//! One-sample fitting at a single position.
//!
//! Two models share the same input (one value and one inverse-variance
//! weight per image):
//!
//! - **Mean** (weighted one-sample t):
//!   `mu = Σ(w·x)/Σw`, `scale = Σ w·(x-mu)² / (n-1)`,
//!   `se = sqrt(scale/Σw)`, `sd = se·sqrt(n)`, `t = mu/se`.
//!   With unit weights `sd` is the sample standard deviation (ddof = 1) and
//!   `t` the classic one-sample t.
//!
//! - **Variance ratio** (two-level mixed effects): image `i` has a known
//!   within-image variance `S_i = 1/w_i` plus an unknown between-image
//!   variance. The fixed variance is `varfix = mean(S)`; the between-image
//!   variance is refined by EM and reported relative to it as `varatio`.
//!   Subtracting `0.99·min(S)` from every `S_i` before iterating keeps the
//!   fraction of missing information small, so EM contracts quickly.
//!
//! Degenerate positions (no contributing weight, fewer than two images for
//! a spread estimate) produce NaN rather than an error.

use serde::{Deserialize, Serialize};

use crate::weights::Weights;

/// Fraction of the smallest known variance folded into the EM unknown.
const S_REDUCTION: f64 = 0.99;

/// Which model component a run reports.
#[derive(Debug, Clone, Copy, PartialEq, Eq, Default, Serialize, Deserialize)]
#[serde(rename_all = "lowercase")]
pub enum Which {
    /// Mean, standard deviation and t.
    #[default]
    Mean,
    /// Variance ratio and fixed variance.
    Varatio,
}

/// Per-position priors for the variance-ratio estimator.
#[derive(Debug, Clone, Copy, PartialEq)]
pub struct Priors {
    /// A-priori variance ratio (seeds the ratio estimate).
    pub varatio: f64,
    /// A-priori fixed variance (seeds the fixed-variance scale; 0 = unknown).
    pub varfix: f64,
}

impl Default for Priors {
    fn default() -> Self {
        Self { varatio: 1.0, varfix: 0.0 }
    }
}

/// Fitter settings.
#[derive(Debug, Clone, Copy, PartialEq, Serialize, Deserialize)]
#[serde(default)]
pub struct FitConfig {
    /// Estimate the residual scale. When false, weights are taken as exact
    /// inverse variances and `scale = 1`.
    pub use_scale: bool,
    /// Iteration cap for the variance-ratio EM.
    pub max_iter: usize,
    /// Relative tolerance on the EM variance update.
    pub tol: f64,
}

impl Default for FitConfig {
    fn default() -> Self {
        Self { use_scale: true, max_iter: 100, tol: 1e-6 }
    }
}

/// `results["mean"]`.
#[derive(Debug, Clone, Copy, PartialEq)]
pub struct MeanStats {
    /// Weighted mean.
    pub mu: f64,
    /// Weighted standard deviation.
    pub sd: f64,
    /// One-sample t-statistic (unclipped).
    pub t: f64,
    /// Square root of the residual scale.
    pub scale: f64,
    /// Number of contributing images.
    pub n: usize,
}

impl MeanStats {
    fn nan(n: usize) -> Self {
        Self { mu: f64::NAN, sd: f64::NAN, t: f64::NAN, scale: f64::NAN, n }
    }
}

/// `results["varatio"]`.
#[derive(Debug, Clone, Copy, PartialEq)]
pub struct VarianceRatioStats {
    /// Between-image variance divided by `varfix`.
    pub varatio: f64,
    /// Mean known within-image variance.
    pub varfix: f64,
    /// False when the EM hit `max_iter` before meeting `tol`.
    pub converged: bool,
    /// EM iterations performed.
    pub n_iter: usize,
}

impl VarianceRatioStats {
    fn nan() -> Self {
        Self { varatio: f64::NAN, varfix: f64::NAN, converged: false, n_iter: 0 }
    }
}

/// Results for one position. Built fresh per position.
#[derive(Debug, Clone, Copy, PartialEq)]
pub struct OneSampleResults {
    /// Mean-model statistics (always computed).
    pub mean: MeanStats,
    /// Variance-ratio statistics (only for [`Which::Varatio`]).
    pub varatio: Option<VarianceRatioStats>,
}

impl OneSampleResults {
    /// True when a statistic reported for `which` is NaN.
    ///
    /// An infinite `t` (zero spread, non-zero mean) is not degenerate: it is
    /// reported at the clipping bound.
    pub fn is_degenerate(&self, which: Which) -> bool {
        match which {
            Which::Mean => self.mean.mu.is_nan() || self.mean.sd.is_nan() || self.mean.t.is_nan(),
            Which::Varatio => self.varatio.map_or(true, |v| !v.varatio.is_finite()),
        }
    }

    /// True when the variance-ratio EM ran out of iterations.
    pub fn not_converged(&self) -> bool {
        self.varatio.is_some_and(|v| v.n_iter > 0 && !v.converged)
    }
}

#[inline]
fn contributes(w: f64) -> bool {
    w.is_finite() && w > 0.0
}

/// One-sample fitter.
#[derive(Debug, Clone, Default)]
pub struct OneSample {
    config: FitConfig,
}

impl OneSample {
    /// Create a fitter.
    pub fn new(config: FitConfig) -> Self {
        Self { config }
    }

    /// Fitter settings.
    pub fn config(&self) -> &FitConfig {
        &self.config
    }

    /// Fit one position.
    ///
    /// `y` holds one value per image, `w` inverse-variance weights. Images
    /// with a zero, negative or non-finite weight do not contribute.
    pub fn fit(&self, y: &[f64], w: &Weights, priors: Priors, which: Which) -> OneSampleResults {
        let mean = self.estimate_mean(y, w);
        let varatio = match which {
            Which::Mean => None,
            Which::Varatio => Some(self.estimate_varatio(y, w, priors)),
        };
        OneSampleResults { mean, varatio }
    }

    /// Weighted mean, standard deviation and t.
    pub fn estimate_mean(&self, y: &[f64], w: &Weights) -> MeanStats {
        let mut sw = 0.0;
        let mut swy = 0.0;
        let mut n = 0usize;
        for (i, &x) in y.iter().enumerate() {
            let wi = w.get(i);
            if !contributes(wi) {
                continue;
            }
            sw += wi;
            swy += wi * x;
            n += 1;
        }
        if n == 0 {
            return MeanStats::nan(0);
        }

        let mu = swy / sw;
        let scale = if self.config.use_scale {
            let ss: f64 = y
                .iter()
                .enumerate()
                .filter(|&(i, _)| contributes(w.get(i)))
                .map(|(i, &x)| w.get(i) * (x - mu).powi(2))
                .sum();
            // n == 1 gives 0/0: no spread estimate from a single image.
            ss / (n - 1) as f64
        } else {
            1.0
        };

        let se = (scale / sw).sqrt();
        MeanStats { mu, sd: se * (n as f64).sqrt(), t: mu / se, scale: scale.sqrt(), n }
    }

    /// Variance ratio and fixed variance by EM.
    ///
    /// Returns the last iterate when `max_iter` is reached; the caller sees
    /// `converged == false`.
    pub fn estimate_varatio(&self, y: &[f64], w: &Weights, priors: Priors) -> VarianceRatioStats {
        let mut ys = Vec::with_capacity(y.len());
        let mut s = Vec::with_capacity(y.len());
        for (i, &x) in y.iter().enumerate() {
            let wi = w.get(i);
            if contributes(wi) {
                ys.push(x);
                s.push(1.0 / wi);
            }
        }
        let n = ys.len();
        if n < 2 {
            return VarianceRatioStats::nan();
        }
        let nf = n as f64;

        let varfix = s.iter().sum::<f64>() / nf;
        let min_s = s.iter().copied().fold(f64::INFINITY, f64::min) * S_REDUCTION;
        let sm: Vec<f64> = s.iter().map(|v| v - min_s).collect();

        let mut sigma2 = initial_sigma2(&ys, varfix, min_s, priors);
        let mut converged = false;
        let mut n_iter = 0;

        for iter in 0..self.config.max_iter {
            let mut sum_w = 0.0;
            let mut sum_wy = 0.0;
            for (&yi, &smi) in ys.iter().zip(&sm) {
                let wi = 1.0 / (smi + sigma2);
                sum_w += wi;
                sum_wy += wi * yi;
            }
            let winv = 1.0 / sum_w;
            let mu = sum_wy * winv;

            let mut sum_r2 = 0.0;
            let mut tr1 = 0.0;
            let mut tr2 = 0.0;
            for (&yi, &smi) in ys.iter().zip(&sm) {
                let wi = 1.0 / (smi + sigma2);
                let r = wi * (yi - mu);
                sum_r2 += r * r;
                tr1 += smi * wi;
                tr2 += smi * wi * wi;
            }
            let ptr_s = 1.0 + tr1 - tr2 * winv;
            let next = (sigma2 * ptr_s + sigma2 * sigma2 * sum_r2) / nf;

            n_iter = iter + 1;
            let delta = (next - sigma2).abs();
            sigma2 = next;
            if !sigma2.is_finite() {
                break;
            }
            if delta <= self.config.tol * sigma2.abs().max(varfix) {
                converged = true;
                break;
            }
        }

        VarianceRatioStats { varatio: (sigma2 - min_s) / varfix, varfix, converged, n_iter }
    }
}

/// Starting value for the EM unknown (between-image variance + `min_s`).
fn initial_sigma2(ys: &[f64], varfix: f64, min_s: f64, priors: Priors) -> f64 {
    let varfix_seed =
        if priors.varfix.is_finite() && priors.varfix > 0.0 { priors.varfix } else { varfix };
    let seed = priors.varatio * varfix_seed;
    if seed.is_finite() && seed > 0.0 {
        return seed + min_s;
    }

    // Sample variance of the raw values.
    let n = ys.len() as f64;
    let mean = ys.iter().sum::<f64>() / n;
    let var = ys.iter().map(|y| (y - mean).powi(2)).sum::<f64>() / (n - 1.0);
    if var.is_finite() && var > 0.0 { var } else { varfix }
}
++++
### Work item
Lines wanted from the listing above: the line with "fn contributes(w: f64)" up to and including the line with "let mean = self.estimate_mean(y, w);". Please write them out exactly, adding nothing else.

### Finished task
fn contributes(w: f64) -> bool {
    w.is_finite() && w > 0.0
}

/// One-sample fitter.
#[derive(Debug, Clone, Default)]
pub struct OneSample {
    config: FitConfig,
}

impl OneSample {
    /// Create a fitter.
    pub fn new(config: FitConfig) -> Self {
        Self { config }
    }

    /// Fitter settings.
    pub fn config(&self) -> &FitConfig {
        &self.config
    }

    /// Fit one position.
    ///
    /// `y` holds one value per image, `w` inverse-variance weights. Images
    /// with a zero, negative or non-finite weight do not contribute.
    pub fn fit(&self, y: &[f64], w: &Weights, priors: Priors, which: Which) -> OneSampleResults {
        let mean = self.estimate_mean(y, w);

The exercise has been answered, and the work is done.